Dr. Mine Çetinkaya-Rundel

Duke University
STA 313 - Spring 2023

Warm up

Announcements

  • Project 1 proposal due Friday, 5pm

  • RQ 3 due Tuesday by class, covers everything since last reading quiz

  • Project 1 presentations – Feb 22 in lab, all team members must be there

Setup

# load packages
library(countdown)
library(tidyverse)
library(lubridate)
library(janitor)
library(colorspace)
library(broom)
library(fs)

# set theme for ggplot2
ggplot2::theme_set(ggplot2::theme_minimal(base_size = 14))
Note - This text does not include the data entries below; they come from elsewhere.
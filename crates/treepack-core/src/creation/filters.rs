//! Glob-based exclusion matching.
//!
//! Patterns are matched against a [`RelativePath`], which always uses `/`
//! separators, so matching behaves identically on every host. Pattern text
//! may use either `/` or `\` as a separator.
//!
//! A relative pattern is matched from the right: `*.pdb` matches `a.pdb` as
//! well as `GameData/Mod/a.pdb`, while `Mod/*.pdb` only matches `.pdb` files
//! whose parent directory is `Mod`. A pattern starting with a separator is
//! anchored at the packaging root and must match every component.
//!
//! Within a component:
//! - `*` matches any run of characters, including none
//! - `?` matches exactly one character
//! - `[abc]`, `[a-z]` match one character from the set, `[!abc]` negates it
//! - an unterminated `[` is a literal

use crate::PackError;
use crate::Result;
use crate::types::RelativePath;

/// Returns the host's default case sensitivity for pattern matching.
///
/// Windows filesystems are case-insensitive, everything else is treated as
/// case-sensitive.
#[must_use]
pub const fn host_case_sensitive() -> bool {
    !cfg!(windows)
}

/// A single compiled exclusion pattern.
///
/// # Examples
///
/// ```
/// use treepack_core::RelativePath;
/// use treepack_core::creation::filters::ExcludePattern;
///
/// let pattern = ExcludePattern::new("*.pdb", true)?;
/// assert!(pattern.matches(&RelativePath::new("b.pdb")?));
/// assert!(pattern.matches(&RelativePath::new("GameData/Mod/b.pdb")?));
/// assert!(!pattern.matches(&RelativePath::new("b.pdb.txt")?));
/// # Ok::<(), treepack_core::PackError>(())
/// ```
#[derive(Debug, Clone, PartialEq, Eq)]
pub struct ExcludePattern {
    source: String,
    anchored: bool,
    case_sensitive: bool,
    segments: Vec<Vec<Token>>,
}

impl ExcludePattern {
    /// Compiles a pattern.
    ///
    /// # Errors
    ///
    /// Returns `PackError::InvalidPattern` if the pattern is empty or has no
    /// components (for example `"/"` or `"."`).
    pub fn new(pattern: &str, case_sensitive: bool) -> Result<Self> {
        if pattern.is_empty() {
            return Err(PackError::InvalidPattern {
                pattern: pattern.to_string(),
                reason: "empty pattern",
            });
        }

        let anchored = pattern.starts_with(['/', '\\']);
        let folded;
        let text = if case_sensitive {
            pattern
        } else {
            folded = pattern.to_lowercase();
            folded.as_str()
        };

        let segments: Vec<Vec<Token>> = text
            .split(['/', '\\'])
            .filter(|part| !part.is_empty() && *part != ".")
            .map(compile_segment)
            .collect();

        if segments.is_empty() {
            return Err(PackError::InvalidPattern {
                pattern: pattern.to_string(),
                reason: "pattern has no path components",
            });
        }

        Ok(Self {
            source: pattern.to_string(),
            anchored,
            case_sensitive,
            segments,
        })
    }

    /// Returns the pattern text as given.
    #[must_use]
    pub fn as_str(&self) -> &str {
        &self.source
    }

    /// Returns `true` if the pattern is anchored at the packaging root.
    #[must_use]
    pub const fn is_anchored(&self) -> bool {
        self.anchored
    }

    /// Tests a relative path against this pattern.
    #[must_use]
    pub fn matches(&self, path: &RelativePath) -> bool {
        let folded;
        let text = if self.case_sensitive {
            path.as_str()
        } else {
            folded = path.as_str().to_lowercase();
            folded.as_str()
        };

        let components: Vec<&str> = text.split('/').collect();
        if self.anchored {
            if components.len() != self.segments.len() {
                return false;
            }
        } else if components.len() < self.segments.len() {
            return false;
        }

        // Compare right-aligned: the last pattern segment against the file name.
        self.segments
            .iter()
            .rev()
            .zip(components.iter().rev())
            .all(|(segment, component)| {
                let chars: Vec<char> = component.chars().collect();
                match_segment(segment, &chars)
            })
    }
}

/// An ordered set of exclusion patterns.
///
/// A path is excluded when any pattern matches it.
///
/// # Examples
///
/// ```
/// use treepack_core::RelativePath;
/// use treepack_core::creation::filters::ExcludeSet;
///
/// let set = ExcludeSet::new(&["*.pdb", "Backups"], true)?;
/// assert!(set.matches(&RelativePath::new("GameData/Mod/Backups")?));
/// assert_eq!(
///     set.first_match(&RelativePath::new("x.pdb")?),
///     Some("*.pdb")
/// );
/// assert!(!set.matches(&RelativePath::new("readme.txt")?));
/// # Ok::<(), treepack_core::PackError>(())
/// ```
#[derive(Debug, Clone, Default, PartialEq, Eq)]
pub struct ExcludeSet {
    patterns: Vec<ExcludePattern>,
}

impl ExcludeSet {
    /// Compiles every pattern, preserving order.
    ///
    /// # Errors
    ///
    /// Returns the first `PackError::InvalidPattern` encountered.
    pub fn new<S: AsRef<str>>(patterns: &[S], case_sensitive: bool) -> Result<Self> {
        let patterns = patterns
            .iter()
            .map(|p| ExcludePattern::new(p.as_ref(), case_sensitive))
            .collect::<Result<Vec<_>>>()?;
        Ok(Self { patterns })
    }

    /// Returns `true` if any pattern matches `path`.
    #[must_use]
    pub fn matches(&self, path: &RelativePath) -> bool {
        self.first_match(path).is_some()
    }

    /// Returns the text of the first pattern that matches `path`.
    #[must_use]
    pub fn first_match(&self, path: &RelativePath) -> Option<&str> {
        self.patterns
            .iter()
            .find(|p| p.matches(path))
            .map(ExcludePattern::as_str)
    }

    /// Returns the number of patterns.
    #[must_use]
    pub fn len(&self) -> usize {
        self.patterns.len()
    }

    /// Returns `true` if the set has no patterns.
    #[must_use]
    pub fn is_empty(&self) -> bool {
        self.patterns.is_empty()
    }

    /// Iterates over the compiled patterns in order.
    pub fn iter(&self) -> impl Iterator<Item = &ExcludePattern> {
        self.patterns.iter()
    }
}

#[derive(Debug, Clone, PartialEq, Eq)]
enum Token {
    Literal(char),
    AnyChar,
    AnyRun,
    Class { negated: bool, items: Vec<ClassItem> },
}

#[derive(Debug, Clone, PartialEq, Eq)]
enum ClassItem {
    Single(char),
    Range(char, char),
}

impl Token {
    fn matches_char(&self, c: char) -> bool {
        match self {
            Self::Literal(l) => *l == c,
            Self::AnyChar => true,
            Self::AnyRun => false,
            Self::Class { negated, items } => {
                let hit = items.iter().any(|item| match *item {
                    ClassItem::Single(s) => s == c,
                    ClassItem::Range(lo, hi) => lo <= c && c <= hi,
                });
                hit != *negated
            }
        }
    }
}

fn compile_segment(segment: &str) -> Vec<Token> {
    let chars: Vec<char> = segment.chars().collect();
    let mut tokens = Vec::with_capacity(chars.len());
    let mut i = 0;

    while i < chars.len() {
        match chars[i] {
            '*' => {
                // Consecutive stars are equivalent to one.
                if tokens.last() != Some(&Token::AnyRun) {
                    tokens.push(Token::AnyRun);
                }
                i += 1;
            }
            '?' => {
                tokens.push(Token::AnyChar);
                i += 1;
            }
            '[' => {
                if let Some((class, next)) = compile_class(&chars, i) {
                    tokens.push(class);
                    i = next;
                } else {
                    tokens.push(Token::Literal('['));
                    i += 1;
                }
            }
            c => {
                tokens.push(Token::Literal(c));
                i += 1;
            }
        }
    }

    tokens
}

/// Parses a `[...]` class starting at `start`. Returns the token and the
/// index just past the closing bracket, or `None` if the class is
/// unterminated.
fn compile_class(chars: &[char], start: usize) -> Option<(Token, usize)> {
    let mut i = start + 1;
    let negated = chars.get(i) == Some(&'!');
    if negated {
        i += 1;
    }

    let mut items = Vec::new();
    let mut first = true;
    loop {
        let c = *chars.get(i)?;
        if c == ']' && !first {
            return Some((Token::Class { negated, items }, i + 1));
        }
        first = false;

        match (chars.get(i + 1), chars.get(i + 2)) {
            (Some('-'), Some(&hi)) if hi != ']' => {
                items.push(ClassItem::Range(c, hi));
                i += 3;
            }
            _ => {
                items.push(ClassItem::Single(c));
                i += 1;
            }
        }
    }
}

fn match_segment(tokens: &[Token], text: &[char]) -> bool {
    let mut t = 0;
    let mut s = 0;
    // Position of the last `*` and the text index it currently absorbs up to.
    let mut backtrack: Option<(usize, usize)> = None;

    while s < text.len() {
        if let Some(token) = tokens.get(t) {
            if *token == Token::AnyRun {
                backtrack = Some((t, s));
                t += 1;
                continue;
            }
            if token.matches_char(text[s]) {
                t += 1;
                s += 1;
                continue;
            }
        }

        match backtrack {
            Some((star, absorbed)) => {
                t = star + 1;
                s = absorbed + 1;
                backtrack = Some((star, absorbed + 1));
            }
            None => return false,
        }
    }

    tokens[t..].iter().all(|token| *token == Token::AnyRun)
}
# set width of code output
options(width = 65)

# set figure parameters for knitr
knitr::opts_chunk$set(
  fig.width = 7, # 7" width
  fig.asp = 0.618, # the golden ratio
  fig.retina = 3, # dpi multiplier for displaying HTML output on retina
  fig.align = "center", # center align figures
  dpi = 300 # higher dpi, sharper image
)

Working with dates

Air Quality Index

  • The AQI is the Environmental Protection Agency’s index for reporting air quality

  • Higher values of AQI indicate worse air quality

AQI Basics for Ozone and Particle Pollution

AQI levels

The previous graphic in tibble form, to be used later…

aqi_levels <- tribble(
  ~aqi_min, ~aqi_max, ~color,    ~level,
  0,        50,       "#D8EEDA", "Good",
  51,       100,      "#F1E7D4", "Moderate",
  101,      150,      "#F8E4D8", "Unhealthy for sensitive groups",
  151,      200,      "#FEE2E1", "Unhealthy",
  201,      300,      "#F4E3F7", "Very unhealthy",
  301,      400,      "#F9D0D4", "Hazardous"
)

AQI data

  • Source: EPA’s Daily Air Quality Tracker

  • 2016 - 2022 AQI (Ozone and PM2.5 combined) for Durham-Chapel Hill, NC core-based statistical area (CBSA), one file per year

  • 2016 - 2022 AQI (Ozone and PM2.5 combined) for San Francisco-Oakland-Hayward, CA CBSA, one file per year

2022 Durham-Chapel Hill

  • Load data
dch_2022 <- read_csv(here::here("data/durham-chapel-hill/ad_aqi_tracker_data-2022.csv"))
  • Metadata
dim(dch_2022)
[1] 365  11
names(dch_2022)
 [1] "Date"                       "AQI Value"                 
 [3] "Main Pollutant"             "Site Name"                 
 [5] "Site ID"                    "Source"                    
 [7] "20-year High (2000-2019)"   "20-year Low (2000-2019)"   
 [9] "5-year Average (2015-2019)" "Date of 20-year High"      
[11] "Date of 20-year Low"       

Clean variable names

dch_2022 <- dch_2022 |>
  janitor::clean_names()

names(dch_2022)
 [1] "date"                      "aqi_value"                
 [3] "main_pollutant"            "site_name"                
 [5] "site_id"                   "source"                   
 [7] "x20_year_high_2000_2019"   "x20_year_low_2000_2019"   
 [9] "x5_year_average_2015_2019" "date_of_20_year_high"     
[11] "date_of_20_year_low"      

First look

This plot looks quite bizarre. What might be going on?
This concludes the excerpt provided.